Reading and Encoding Images (2 implementations follow)

PIL (Python Image Library)

Pillow or PIL provides the ability to work with images in Python. Geeks for Geeks shows some ideas on working with images.

base64

Image formats (JPG, PNG) are often called *Binary File formats, it is difficult to pass these over HTTP. Thus, base64 converts binary encoded data (8-bit, ASCII/Unicode) into a text encoded scheme (24 bits, 6-bit Base64 digits). Thus base64 is used to transport and embed binary images into textual assets such as HTML and CSS.- How is Base64 similar or different to Binary and Hexadecimal? Binary is a numbering system that uses only two digits, 0 and 1, to represent numbers. In computers, binary is used to represent data and instructions using electrical signals, where a "0" is represented by no electrical signal and a "1" is represented by an electrical signal. Hexadecimal is also a numbering system that uses 16 digits, 0 to 9 and A to F, to represent numbers. It is often used in computing as a shorthand for binary, as one hexadecimal digit can represent four binary digits. They are similar in the fact that they are both numbering systems. They are different in the fact that they use different digits to represent numbers.

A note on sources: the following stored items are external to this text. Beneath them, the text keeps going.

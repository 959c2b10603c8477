//! Run the async pipeline from synchronous code.
//!
//! [`block_on`] builds a private current-thread runtime for the duration of
//! one call. It refuses to run when the calling thread is already inside a
//! Tokio runtime, since blocking there would stall that runtime's scheduler;
//! async callers should `.await` the pipeline directly instead.

use std::future::Future;

use thiserror::Error;

#[derive(Error, Debug)]
pub enum BridgeError {
    /// Called from within a running Tokio runtime.
    #[error("block_on called from inside an async runtime; await the pipeline instead")]
    NestedRuntime,

    #[error("Failed to start runtime: {0}")]
    Runtime(#[from] std::io::Error),
}

/// Whether the current thread is inside a Tokio runtime.
pub fn in_runtime() -> bool {
    tokio::runtime::Handle::try_current().is_ok()
}

/// Drive `future` to completion on a fresh current-thread runtime.
///
/// # Errors
/// Returns `BridgeError::NestedRuntime` if a runtime is already active on this
/// thread, and `BridgeError::Runtime` if the runtime cannot be built.
pub fn block_on<F: Future>(future: F) -> Result<F::Output, BridgeError> {
    if in_runtime() {
        return Err(BridgeError::NestedRuntime);
    }
    let runtime = tokio::runtime::Builder::new_current_thread()
        .enable_time()
        .build()?;
    Ok(runtime.block_on(future))
}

  • Translate first 3 letters of your name to Base64. The first three letters of my name "tir" in hexadecimal is 746972

numpy

Numpy is described as "The fundamental package for scientific computing with Python". In the Image Lab, a Numpy array is created from the image data in order to simplify access and change to the RGB values of the pixels, converting pixels to grey scale.

io, BytesIO

Input and Output (I/O) is a fundamental of all Computer Programming. Input/output (I/O) buffering is a technique used to optimize I/O operations. In large quantities of data, how many frames of input the server currently has queued is the buffer. In this example, there is a very large picture that lags.

  • Where have you been a consumer of buffering? I have been a consumer of buffering on large streaming platforms such as the likes of Youtube, Spotify, Amazon Prime, etc. This is because these platforms have a lot of data that needs to be sent to the user and it takes time for the data to be sent.
  • From your consumer experience, what effects have you experienced from buffering? The video will play in chunks with a pause in between each chunk as the platform is getting additional data. But this also allows for poor connection at times to not effect playback of the content.
  • How do these effects apply to images? The effects of buffering apply to images in the same way that they apply to videos. The image will be displayed in chunks with portions of the image loading in before others until the entire images can be displayed.
text = "tir"
hex_text = text.encode("utf-8").hex()
print(hex_text)
746972

Data Structures, Imperative Programming Style, and working with Images

Introduction to creating meta data and manipulating images. Look at each procedure and explain the the purpose and results of this program. Add any insights or challenges as you explored this program.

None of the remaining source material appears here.